[Stored items]
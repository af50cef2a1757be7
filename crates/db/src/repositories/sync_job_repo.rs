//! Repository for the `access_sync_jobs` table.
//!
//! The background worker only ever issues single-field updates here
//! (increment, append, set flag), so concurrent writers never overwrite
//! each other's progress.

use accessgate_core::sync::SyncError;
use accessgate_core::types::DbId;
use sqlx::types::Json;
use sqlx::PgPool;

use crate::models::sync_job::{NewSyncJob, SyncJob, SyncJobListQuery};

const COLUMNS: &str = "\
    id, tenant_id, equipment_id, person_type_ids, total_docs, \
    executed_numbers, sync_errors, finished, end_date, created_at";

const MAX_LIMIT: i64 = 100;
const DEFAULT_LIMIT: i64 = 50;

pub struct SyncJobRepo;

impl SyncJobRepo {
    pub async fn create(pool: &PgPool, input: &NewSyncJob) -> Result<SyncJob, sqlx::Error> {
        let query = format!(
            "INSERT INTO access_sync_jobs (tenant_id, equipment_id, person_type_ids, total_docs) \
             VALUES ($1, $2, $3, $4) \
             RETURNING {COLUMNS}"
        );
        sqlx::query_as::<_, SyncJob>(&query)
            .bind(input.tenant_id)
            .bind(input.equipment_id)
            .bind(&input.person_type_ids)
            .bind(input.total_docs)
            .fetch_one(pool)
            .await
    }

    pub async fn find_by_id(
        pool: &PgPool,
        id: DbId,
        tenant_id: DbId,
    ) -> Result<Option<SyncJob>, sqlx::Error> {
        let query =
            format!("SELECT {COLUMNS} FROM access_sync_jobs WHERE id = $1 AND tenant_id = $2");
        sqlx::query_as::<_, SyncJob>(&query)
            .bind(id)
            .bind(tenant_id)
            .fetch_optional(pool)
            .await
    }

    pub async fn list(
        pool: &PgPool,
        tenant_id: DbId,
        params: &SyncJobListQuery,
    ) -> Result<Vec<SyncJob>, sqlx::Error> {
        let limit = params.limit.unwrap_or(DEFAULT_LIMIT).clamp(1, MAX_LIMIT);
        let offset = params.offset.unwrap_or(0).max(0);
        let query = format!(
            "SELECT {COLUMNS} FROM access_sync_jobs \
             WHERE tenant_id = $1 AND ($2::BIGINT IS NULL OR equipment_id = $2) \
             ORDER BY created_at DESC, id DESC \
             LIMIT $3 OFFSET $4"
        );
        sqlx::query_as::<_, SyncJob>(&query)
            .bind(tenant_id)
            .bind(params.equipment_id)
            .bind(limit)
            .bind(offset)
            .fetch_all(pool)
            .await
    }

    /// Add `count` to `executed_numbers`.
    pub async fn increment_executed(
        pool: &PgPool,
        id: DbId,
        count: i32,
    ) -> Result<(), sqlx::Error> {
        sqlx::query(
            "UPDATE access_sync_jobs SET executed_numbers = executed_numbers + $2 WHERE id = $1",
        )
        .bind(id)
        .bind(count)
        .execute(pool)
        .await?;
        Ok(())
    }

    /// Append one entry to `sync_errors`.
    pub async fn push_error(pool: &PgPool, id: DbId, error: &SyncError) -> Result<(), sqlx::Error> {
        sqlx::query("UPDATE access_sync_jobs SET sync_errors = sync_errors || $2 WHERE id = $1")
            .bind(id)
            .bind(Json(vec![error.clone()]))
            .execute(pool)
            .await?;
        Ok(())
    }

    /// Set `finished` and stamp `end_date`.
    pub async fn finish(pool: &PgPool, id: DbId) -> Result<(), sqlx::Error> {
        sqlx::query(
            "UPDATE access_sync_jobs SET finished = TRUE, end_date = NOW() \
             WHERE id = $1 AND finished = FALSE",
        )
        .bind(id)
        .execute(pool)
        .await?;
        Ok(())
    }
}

:: Your assignment ::
Search the data above for the word "FROM" and say how many lines contain it, giving only that number.

:: Result of the task ::
2